§ What you need to do:
Your response should contain each line of the data that includes "same".
═══ Source information ═══
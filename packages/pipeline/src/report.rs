//! Rendering of pipeline results: pretty and word-wrapped JSON, violation
//! lines, and a machine-readable batch report.

use serde_json::{json, Value};

use crate::error::Result;
use crate::record::{BatchReport, ProcessedRecord, RecordOutcome};
use crate::schema::Violation;

/// Re-flow text to `words_per_line` words per line.
///
/// # Examples
/// ```
/// use reviewrepair_pipeline::report::wrap_words;
///
/// assert_eq!(wrap_words("a b c d e", 2), "a b\nc d\ne");
/// ```
pub fn wrap_words(text: &str, words_per_line: usize) -> String {
    let words: Vec<&str> = text.split_whitespace().collect();
    words
        .chunks(words_per_line.max(1))
        .map(|line| line.join(" "))
        .collect::<Vec<_>>()
        .join("\n")
}

/// Copy of `value` with every string leaf re-flowed by [`wrap_words`].
pub fn wrap_strings(value: &Value, words_per_line: usize) -> Value {
    match value {
        Value::String(s) => Value::String(wrap_words(s, words_per_line)),
        Value::Array(items) => Value::Array(
            items
                .iter()
                .map(|item| wrap_strings(item, words_per_line))
                .collect(),
        ),
        Value::Object(map) => Value::Object(
            map.iter()
                .map(|(k, v)| (k.clone(), wrap_strings(v, words_per_line)))
                .collect(),
        ),
        other => other.clone(),
    }
}

/// Pretty JSON of the word-wrapped record.
pub fn wrapped_pretty(value: &Value, words_per_line: usize) -> Result<String> {
    Ok(serde_json::to_string_pretty(&wrap_strings(
        value,
        words_per_line,
    ))?)
}

/// One `- path: message` line per violation.
pub fn violation_lines(violations: &[Violation]) -> Vec<String> {
    violations.iter().map(|v| format!("- {v}")).collect()
}

fn status(record: &ProcessedRecord) -> &'static str {
    match &record.outcome {
        RecordOutcome::Repaired(r) if r.is_valid() => "valid",
        RecordOutcome::Repaired(_) => "invalid",
        RecordOutcome::Failed(_) => "repair_failed",
    }
}

/// Machine-readable form of a batch.
pub fn json_report(report: &BatchReport) -> Value {
    let records: Vec<Value> = report
        .records
        .iter()
        .map(|record| match &record.outcome {
            RecordOutcome::Repaired(repaired) => json!({
                "label": record.label,
                "status": status(record),
                "mode": repaired.mode.map(|mode| mode.as_str()),
                "record": repaired.record,
                "violations": repaired.violations,
            }),
            RecordOutcome::Failed(error) => json!({
                "label": record.label,
                "status": status(record),
                "error": error.to_string(),
                "raw": error.raw_text(),
            }),
        })
        .collect();

    json!({
        "warnings": report.warnings,
        "records": records,
    })
}
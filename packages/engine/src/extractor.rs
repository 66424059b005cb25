//! Section extraction and residual reconciliation.
//!
//! Given a narrative and its label matches, every match owns the text from
//! its value start up to the next label (or end of text). Everything outside
//! the consumed `[label_start, value_end)` intervals is the residual. No
//! character ends up both in a section and in the residual.

use std::collections::BTreeMap;

use serde_json::Value;
use tracing::debug;

use crate::config::{NARRATIVE_FIELD, RESIDUAL_FIELD};
use crate::matcher::{find_labels, LabelMatch};
use crate::placeholder::is_placeholder;
use crate::text::collapse_whitespace;
use crate::vocabulary::LabelVocabulary;

/// Result of splitting a narrative into labelled sections.
#[derive(Debug, Clone, Default, PartialEq, Eq)]
pub struct ExtractedSections {
    /// Canonical field to value; `None` when the value was empty or a placeholder.
    pub sections: BTreeMap<String, Option<String>>,
    /// Text outside every labelled section; `None` when nothing meaningful is left.
    pub residual: Option<String>,
}

impl ExtractedSections {
    /// Value stored for a field, flattening "absent" and "null".
    #[must_use]
    pub fn get(&self, field: &str) -> Option<&str> {
        self.sections.get(field).and_then(|v| v.as_deref())
    }
}

/// Normalize a raw span into a section value (or `None`).
fn classify(span: &str) -> Option<String> {
    let value = collapse_whitespace(span);
    if value.is_empty() || is_placeholder(&value) {
        None
    } else {
        Some(value)
    }
}

/// Split `text` using precomputed `matches` (as produced by [`find_labels`]).
///
/// When several matches resolve to the same field, the later one wins.
pub fn extract_sections(text: &str, matches: &[LabelMatch<'_>]) -> ExtractedSections {
    let mut sections = BTreeMap::new();
    let mut leftovers: Vec<&str> = Vec::new();
    let mut cursor = 0;

    for (i, m) in matches.iter().enumerate() {
        let value_end = matches
            .get(i + 1)
            .map_or(text.len(), |next| next.label_start)
            .max(m.value_start);

        leftovers.push(text.get(cursor..m.label_start.max(cursor)).unwrap_or(""));
        cursor = value_end;

        let value = classify(text.get(m.value_start..value_end).unwrap_or(""));
        if sections.insert(m.field.to_string(), value).is_some() {
            debug!(field = m.field, "duplicate label, later value wins");
        }
    }
    leftovers.push(text.get(cursor..).unwrap_or(""));

    let residual = classify(&leftovers.join(" ")).filter(|residual| {
        !sections
            .values()
            .any(|value| value.as_deref() == Some(residual.as_str()))
    });

    ExtractedSections { sections, residual }
}

/// Find labels in `text` and split it in one step.
pub fn extract(text: &str, vocabulary: &LabelVocabulary) -> ExtractedSections {
    let matches = find_labels(text, vocabulary);
    extract_sections(text, &matches)
}

fn optional_string(value: Option<&String>) -> Value {
    value.map_or(Value::Null, |s| Value::String(s.clone()))
}

/// Promote labelled sections of a record's narrative into top-level fields.
///
/// Writes each extracted field plus the residual field. A field that
/// already holds a non-null value is left as is. Records that are not
/// objects, or whose narrative is missing or not a string, are untouched
/// and `None` is returned.
pub fn promote_sections(
    record: &mut Value,
    vocabulary: &LabelVocabulary,
) -> Option<ExtractedSections> {
    let Value::Object(map) = record else {
        return None;
    };
    let Some(Value::String(narrative)) = map.get(NARRATIVE_FIELD) else {
        return None;
    };
    let extracted = extract(narrative, vocabulary);

    let promoted = extracted
        .sections
        .iter()
        .map(|(field, value)| (field.as_str(), optional_string(value.as_ref())))
        .chain(std::iter::once((
            RESIDUAL_FIELD,
            optional_string(extracted.residual.as_ref()),
        )));

    for (field, value) in promoted {
        match map.get(field) {
            Some(existing) if !existing.is_null() => {
                debug!(field, "field already set, keeping existing value");
            }
            _ => {
                map.insert(field.to_string(), value);
            }
        }
    }

    Some(extracted)
}
//! Configuration constants for the reviewrepair engine
//!
//! Field names of the reviewer record, the placeholder phrases that mean
//! "nothing to report", the sentinel answer tokens and the default label
//! table. All of it is static; nothing here is derived from input.

/// Field holding the reviewer category (`R1/R2` or `R3`).
pub const DISCRIMINANT_FIELD: &str = "reviewer";

/// Field holding the selected answer(s).
pub const ANSWER_FIELD: &str = "answer";

/// Field holding the index (or indices) of the selected answer(s).
pub const ANSWER_INDEX_FIELD: &str = "answer_index";

/// Free-text narrative field that labelled sections are promoted out of.
pub const NARRATIVE_FIELD: &str = "explanation";

/// Field receiving the narrative text left over after promotion.
pub const RESIDUAL_FIELD: &str = "explanation_residual";

/// Phrases that stand in for an empty value.
///
/// Compared case-insensitively against the whole (whitespace-collapsed)
/// value, with one optional trailing period.
pub const PLACEHOLDER_PHRASES: &[&str] = &[
    "no comment",
    "none",
    "no initial answer rationale provided",
    "no citation accuracy provided",
    "no citation rationale provided",
];

/// Answer tokens meaning "no answer" in both reviewer modes.
pub const NO_ANSWER_TOKENS: &[&str] = &["NONE", "N/A", "NA"];

/// Default label table, in declaration order.
///
/// Order is the tie-break when two phrases match at the same position, so
/// longer phrases sharing a prefix or suffix with a shorter one come first.
pub const DEFAULT_LABELS: &[(&str, &str)] = &[
    ("overall notes", "overall_notes"),
    ("relevancy explanation", "relevancy_explanation"),
    ("initial answer rationale", "initial_answer_rationale"),
    ("citation accuracy", "citation_accuracy"),
    ("citation rationale", "citation_rationale"),
    ("distinct answers explanation", "distinct_answers_explanation"),
    ("notes", "overall_notes"),
];

/// First character of every brace guard marker (Unicode private use area).
///
/// Input that already contains it is never masked, so a restore cannot turn
/// pre-existing text into braces.
pub const MARKER_START: char = '\u{E000}';

/// Stand-in for a literal `{` inside a guarded string value.
pub const OPEN_BRACE_MARKER: &str = "\u{E000}LB\u{E001}";

/// Stand-in for a literal `}` inside a guarded string value.
pub const CLOSE_BRACE_MARKER: &str = "\u{E000}RB\u{E001}";
//! CLI entry point for reviewrepair.

use reviewrepair_pipeline::cli;
use tracing_subscriber::EnvFilter;

fn main() {
    // WARN by default, RUST_LOG overrides
    tracing_subscriber::fmt()
        .with_env_filter(
            EnvFilter::try_from_default_env().unwrap_or_else(|_| EnvFilter::new("warn")),
        )
        .with_target(false)
        .with_writer(std::io::stderr)
        .init();

    if let Err(e) = cli::run() {
        eprintln!("Error: {e}");
        std::process::exit(1);
    }
}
═══
§ Worked solution:
/// When several matches resolve to the same field, the later one wins.
/// Order is the tie-break when two phrases match at the same position, so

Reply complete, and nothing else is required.